WHAT THE TASK ASKS ▸ Look through the records below, and whenever a line contains "PathBuf", copy it.

DATA EXTRACTS ▸
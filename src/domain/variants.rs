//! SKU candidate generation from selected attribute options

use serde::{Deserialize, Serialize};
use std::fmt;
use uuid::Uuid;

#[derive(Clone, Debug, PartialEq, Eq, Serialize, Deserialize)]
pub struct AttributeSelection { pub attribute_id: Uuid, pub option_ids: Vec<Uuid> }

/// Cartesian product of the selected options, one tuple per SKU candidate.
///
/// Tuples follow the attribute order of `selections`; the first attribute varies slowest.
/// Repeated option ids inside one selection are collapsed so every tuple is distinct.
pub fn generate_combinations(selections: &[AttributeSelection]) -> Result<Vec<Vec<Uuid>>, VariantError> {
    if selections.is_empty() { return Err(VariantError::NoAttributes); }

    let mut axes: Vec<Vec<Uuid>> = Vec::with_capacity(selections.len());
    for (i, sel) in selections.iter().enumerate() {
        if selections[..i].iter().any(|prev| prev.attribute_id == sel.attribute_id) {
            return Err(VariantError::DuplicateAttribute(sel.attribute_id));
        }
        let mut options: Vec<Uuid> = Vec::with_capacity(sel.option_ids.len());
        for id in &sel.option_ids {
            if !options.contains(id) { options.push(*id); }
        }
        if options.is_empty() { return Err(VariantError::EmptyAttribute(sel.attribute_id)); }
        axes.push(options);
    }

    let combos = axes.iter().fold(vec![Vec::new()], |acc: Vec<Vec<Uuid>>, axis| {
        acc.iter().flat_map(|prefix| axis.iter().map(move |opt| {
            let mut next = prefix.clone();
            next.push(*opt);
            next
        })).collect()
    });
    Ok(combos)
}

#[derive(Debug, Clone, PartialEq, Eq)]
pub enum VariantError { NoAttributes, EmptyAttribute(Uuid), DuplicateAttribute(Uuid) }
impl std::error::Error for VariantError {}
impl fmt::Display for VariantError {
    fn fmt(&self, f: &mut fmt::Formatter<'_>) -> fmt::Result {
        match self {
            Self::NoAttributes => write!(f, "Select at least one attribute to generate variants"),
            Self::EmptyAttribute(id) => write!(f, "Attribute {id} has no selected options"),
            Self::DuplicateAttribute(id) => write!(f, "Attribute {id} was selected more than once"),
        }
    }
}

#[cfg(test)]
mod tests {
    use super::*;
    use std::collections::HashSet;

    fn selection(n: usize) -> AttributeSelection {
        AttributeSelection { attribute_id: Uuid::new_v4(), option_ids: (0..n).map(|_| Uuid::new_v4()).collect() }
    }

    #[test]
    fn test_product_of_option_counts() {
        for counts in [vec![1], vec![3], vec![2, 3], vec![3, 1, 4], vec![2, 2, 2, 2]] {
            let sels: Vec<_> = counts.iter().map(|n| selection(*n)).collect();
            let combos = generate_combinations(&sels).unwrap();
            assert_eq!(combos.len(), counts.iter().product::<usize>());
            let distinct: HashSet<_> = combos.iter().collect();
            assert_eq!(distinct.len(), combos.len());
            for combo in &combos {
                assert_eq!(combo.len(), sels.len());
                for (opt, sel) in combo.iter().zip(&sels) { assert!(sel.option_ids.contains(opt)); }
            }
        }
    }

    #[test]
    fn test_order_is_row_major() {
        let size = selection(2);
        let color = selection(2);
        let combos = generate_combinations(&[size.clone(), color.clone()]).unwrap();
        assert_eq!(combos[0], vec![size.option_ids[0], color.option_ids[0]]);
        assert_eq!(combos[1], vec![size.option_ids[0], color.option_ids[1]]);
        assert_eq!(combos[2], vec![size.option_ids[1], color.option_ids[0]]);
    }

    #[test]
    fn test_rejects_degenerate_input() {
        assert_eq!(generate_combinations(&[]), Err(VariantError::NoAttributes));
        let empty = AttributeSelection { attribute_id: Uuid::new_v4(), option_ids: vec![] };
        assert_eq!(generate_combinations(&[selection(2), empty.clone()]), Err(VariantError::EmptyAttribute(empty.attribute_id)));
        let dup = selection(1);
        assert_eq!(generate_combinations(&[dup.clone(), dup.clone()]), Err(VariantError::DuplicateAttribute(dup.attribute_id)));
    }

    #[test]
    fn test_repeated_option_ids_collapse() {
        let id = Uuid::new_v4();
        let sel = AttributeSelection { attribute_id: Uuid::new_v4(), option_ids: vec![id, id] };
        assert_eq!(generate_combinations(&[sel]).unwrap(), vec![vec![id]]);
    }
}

---

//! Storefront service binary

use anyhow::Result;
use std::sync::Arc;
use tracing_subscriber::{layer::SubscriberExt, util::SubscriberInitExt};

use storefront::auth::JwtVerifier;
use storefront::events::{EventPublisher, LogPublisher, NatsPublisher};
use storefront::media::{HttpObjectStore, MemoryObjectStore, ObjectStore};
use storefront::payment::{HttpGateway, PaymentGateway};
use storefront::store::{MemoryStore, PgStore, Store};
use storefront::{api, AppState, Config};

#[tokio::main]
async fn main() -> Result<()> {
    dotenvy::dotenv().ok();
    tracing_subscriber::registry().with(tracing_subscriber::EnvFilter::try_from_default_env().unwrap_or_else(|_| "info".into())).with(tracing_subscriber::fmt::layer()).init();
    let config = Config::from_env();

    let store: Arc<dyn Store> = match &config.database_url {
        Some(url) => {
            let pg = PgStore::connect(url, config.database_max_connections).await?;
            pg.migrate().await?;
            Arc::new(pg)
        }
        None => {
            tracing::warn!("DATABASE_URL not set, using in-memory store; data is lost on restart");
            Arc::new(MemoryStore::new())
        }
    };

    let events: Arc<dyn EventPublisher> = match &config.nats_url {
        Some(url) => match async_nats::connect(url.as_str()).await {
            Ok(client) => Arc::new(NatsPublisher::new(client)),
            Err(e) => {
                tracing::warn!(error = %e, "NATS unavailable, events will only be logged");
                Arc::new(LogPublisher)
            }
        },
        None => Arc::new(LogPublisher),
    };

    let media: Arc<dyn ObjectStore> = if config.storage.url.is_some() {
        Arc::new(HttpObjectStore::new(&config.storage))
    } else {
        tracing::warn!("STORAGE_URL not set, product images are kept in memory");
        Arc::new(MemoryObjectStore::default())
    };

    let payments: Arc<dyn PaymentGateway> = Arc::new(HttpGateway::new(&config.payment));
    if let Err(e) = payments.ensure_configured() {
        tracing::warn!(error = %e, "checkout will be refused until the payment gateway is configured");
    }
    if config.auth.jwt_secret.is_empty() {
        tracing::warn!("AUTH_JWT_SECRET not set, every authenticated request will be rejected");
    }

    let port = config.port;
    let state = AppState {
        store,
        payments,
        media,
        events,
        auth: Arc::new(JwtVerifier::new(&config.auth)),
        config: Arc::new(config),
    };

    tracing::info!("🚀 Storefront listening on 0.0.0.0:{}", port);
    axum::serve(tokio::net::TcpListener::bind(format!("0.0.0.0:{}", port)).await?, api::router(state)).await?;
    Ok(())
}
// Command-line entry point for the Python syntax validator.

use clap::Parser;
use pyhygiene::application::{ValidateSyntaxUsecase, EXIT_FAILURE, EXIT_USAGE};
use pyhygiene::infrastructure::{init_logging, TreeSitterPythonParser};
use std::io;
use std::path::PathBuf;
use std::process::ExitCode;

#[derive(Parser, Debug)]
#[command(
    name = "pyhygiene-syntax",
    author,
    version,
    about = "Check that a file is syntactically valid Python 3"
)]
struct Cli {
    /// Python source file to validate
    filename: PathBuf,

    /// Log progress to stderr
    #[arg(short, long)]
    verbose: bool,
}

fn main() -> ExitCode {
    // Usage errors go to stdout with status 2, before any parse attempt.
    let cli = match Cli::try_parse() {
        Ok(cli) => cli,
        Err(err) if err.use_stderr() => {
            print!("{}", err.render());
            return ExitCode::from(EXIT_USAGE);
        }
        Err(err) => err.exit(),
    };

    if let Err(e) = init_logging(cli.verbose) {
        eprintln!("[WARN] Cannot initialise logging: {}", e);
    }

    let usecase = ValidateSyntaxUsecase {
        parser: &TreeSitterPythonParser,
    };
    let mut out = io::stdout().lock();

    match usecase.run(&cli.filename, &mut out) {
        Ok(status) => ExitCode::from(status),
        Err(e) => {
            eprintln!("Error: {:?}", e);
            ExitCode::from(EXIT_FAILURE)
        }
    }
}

TASK SOLUTION ▸
use std::path::PathBuf;
    filename: PathBuf,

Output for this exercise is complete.